Advanced Centre for Treatment Research and Education in Cancer (ACTREC), Tata Memorial Centre, Kharghar Node, Navi Mumbai, Maharashtra, India; Homi Bhabha National Institute, Training School Complex, Anushakti Nagar, Mumbai 400085, India.
Epigenetics and Chromatin Biology Group, Gupta Lab, Cancer Research Institute, Advanced Centre for Treatment, Research and Education in Cancer (ACTREC), Tata Memorial Centre, Kharghar, Navi Mumbai 410210, India; Homi Bhabha National Institute, Training School Complex, Anushakti Nagar, Mumbai 400085, India.
Exp Cell Res. 2018 Aug 15;369(2):251-265. doi: 10.1016/j.yexcr.2018.05.026. Epub 2018 May 24.

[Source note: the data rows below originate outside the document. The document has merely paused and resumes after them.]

//! Client configuration loaded from TOML.

use crate::history::DEFAULT_HISTORY_LIMIT;
use crate::status::DEFAULT_AUTOMATION_KEYWORDS;
use compact_str::CompactString;
use serde::{Deserialize, Serialize};
use std::{path::Path, time::Duration};

/// Default assistant WebSocket endpoint.
pub const DEFAULT_URL: &str = "ws://localhost:8000/api/ws";

/// Errors raised while loading a config file.
#[derive(Debug, thiserror::Error)]
pub enum ConfigError {
    /// The file could not be read.
    #[error("failed to read {path}: {source}")]
    Io {
        /// File path.
        path: String,
        /// Underlying error.
        source: std::io::Error,
    },
    /// The file is not valid TOML for [`ClientConfig`].
    #[error("invalid config: {0}")]
    Toml(#[from] toml::de::Error),
}

/// Chat client configuration.
#[derive(Debug, Clone, PartialEq, Serialize, Deserialize)]
#[serde(default)]
pub struct ClientConfig {
    /// Assistant WebSocket URL.
    pub url: CompactString,
    /// Bearer token attached to the upgrade request (supports `${ENV_VAR}`).
    #[serde(skip_serializing_if = "Option::is_none")]
    pub auth_token: Option<CompactString>,
    /// Handshake timeout in seconds.
    pub connect_timeout_secs: u64,
    /// Seconds without a frame before an in-flight turn is force-closed.
    /// `0` disables the timeout.
    pub stall_timeout_secs: u64,
    /// Milliseconds of silence after which an untagged reply, which never
    /// gets an `end` frame, is considered complete.
    pub reply_quiet_ms: u64,
    /// Most recent messages replayed per query. `0` replays everything.
    pub history_limit: usize,
    /// Words in `start` content that mark an automation turn.
    pub automation_keywords: Vec<CompactString>,
}

impl Default for ClientConfig {
    fn default() -> Self {
        Self {
            url: CompactString::from(DEFAULT_URL),
            auth_token: None,
            connect_timeout_secs: 20,
            stall_timeout_secs: 60,
            reply_quiet_ms: 1000,
            history_limit: DEFAULT_HISTORY_LIMIT,
            automation_keywords: DEFAULT_AUTOMATION_KEYWORDS
                .iter()
                .map(|k| CompactString::from(*k))
                .collect(),
        }
    }
}

impl ClientConfig {
    /// Parse a TOML string, expanding `${VAR}` references first.
    pub fn from_toml(toml_str: &str) -> Result<Self, ConfigError> {
        let expanded = expand_env_vars(toml_str);
        Ok(toml::from_str(&expanded)?)
    }

    /// Load configuration from a file path.
    pub fn load(path: &Path) -> Result<Self, ConfigError> {
        let content = std::fs::read_to_string(path).map_err(|source| ConfigError::Io {
            path: path.display().to_string(),
            source,
        })?;
        Self::from_toml(&content)
    }

    /// The bearer token, if one is set and non-empty.
    pub fn token(&self) -> Option<&str> {
        self.auth_token.as_deref().filter(|t| !t.is_empty())
    }

    /// Handshake timeout.
    pub fn connect_timeout(&self) -> Duration {
        Duration::from_secs(self.connect_timeout_secs)
    }

    /// Quiet period that completes an untagged reply.
    pub fn reply_quiet(&self) -> Duration {
        Duration::from_millis(self.reply_quiet_ms)
    }

    /// Stall timeout, `None` when disabled.
    pub fn stall_timeout(&self) -> Option<Duration> {
        (self.stall_timeout_secs > 0).then(|| Duration::from_secs(self.stall_timeout_secs))
    }
}

/// Expand `${VAR}` patterns with environment variable values.
///
/// Unknown variables are replaced with an empty string.
pub fn expand_env_vars(input: &str) -> String {
    let mut result = String::with_capacity(input.len());
    let mut chars = input.chars().peekable();

    while let Some(ch) = chars.next() {
        if ch == '$' && chars.peek() == Some(&'{') {
            chars.next();
            let name: String = chars.by_ref().take_while(|c| *c != '}').collect();
            if let Ok(val) = std::env::var(&name) {
                result.push_str(&val);
            }
        } else {
            result.push(ch);
        }
    }

    result
}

An increase in tumour formation and metastasis are observed upon plakophilin3 (PKP3) loss. To identify pathways downstream of PKP3 loss that are required for increased tumour formation, a gene expression analysis was performed, which demonstrated that the expression of lipocalin2 (LCN2) was elevated upon PKP3 loss and this is consistent with expression data from human tumour samples suggesting that PKP3 loss correlates with an increase in LCN2 expression. PKP3 loss leads to an increase in invasion, tumour formation and metastasis and these phenotypes were dependent on the increase in LCN2 expression. The increased LCN2 expression was due to an increase in the activation of p38 MAPK in the HCT116 derived PKP3 knockdown clones as LCN2 expression decreased upon inhibition of p38 MAPK. The phosphorylated active form of p38 MAPK is translocated to the nucleus upon PKP3 loss and is dependent on complex formation between p38 MAPK and PKP3. WT PKP3 inhibits LCN2 reporter activity in PKP3 knockdown cells but a PKP3 mutant that fails to form a complex with p38 MAPK cannot suppress LCN2 promoter activity. Further, LCN2 expression is decreased upon loss of p38β, but not p38α, in the PKP3 knockdown cells. These results suggest that PKP3 loss leads to an increase in the nuclear translocation of p38 MAPK and p38β MAPK is required for the increase in LCN2 expression.
在 plakophilin3(PKP3)缺失的情况下,观察到肿瘤形成和转移增加。为了确定 PKP3 缺失下游的通路,这些通路是增加肿瘤形成所必需的,进行了基因表达分析,结果表明,lipocalin2(LCN2)的表达在 PKP3 缺失时升高,这与人类肿瘤样本的表达数据一致,表明 PKP3 缺失与 LCN2 表达增加相关。PKP3 缺失导致侵袭、肿瘤形成和转移增加,这些表型依赖于 LCN2 表达的增加。LCN2 表达的增加是由于 HCT116 衍生的 PKP3 敲低克隆中 p38 MAPK 的激活增加所致,因为 LCN2 表达在 p38 MAPK 抑制后降低。磷酸化的活性形式的 p38 MAPK 在 PKP3 缺失后易位到核内,并且依赖于 p38 MAPK 和 PKP3 之间的复合物形成。WT PKP3 抑制 PKP3 敲低细胞中的 LCN2 报告基因活性,但不能与 p38 MAPK 形成复合物的 PKP3 突变体不能抑制 LCN2 启动子活性。此外,在 PKP3 敲低细胞中,p38β 缺失而不是 p38α 缺失会导致 LCN2 表达降低。这些结果表明,PKP3 缺失导致 p38 MAPK 的核易位增加,p38β MAPK 是 LCN2 表达增加所必需的。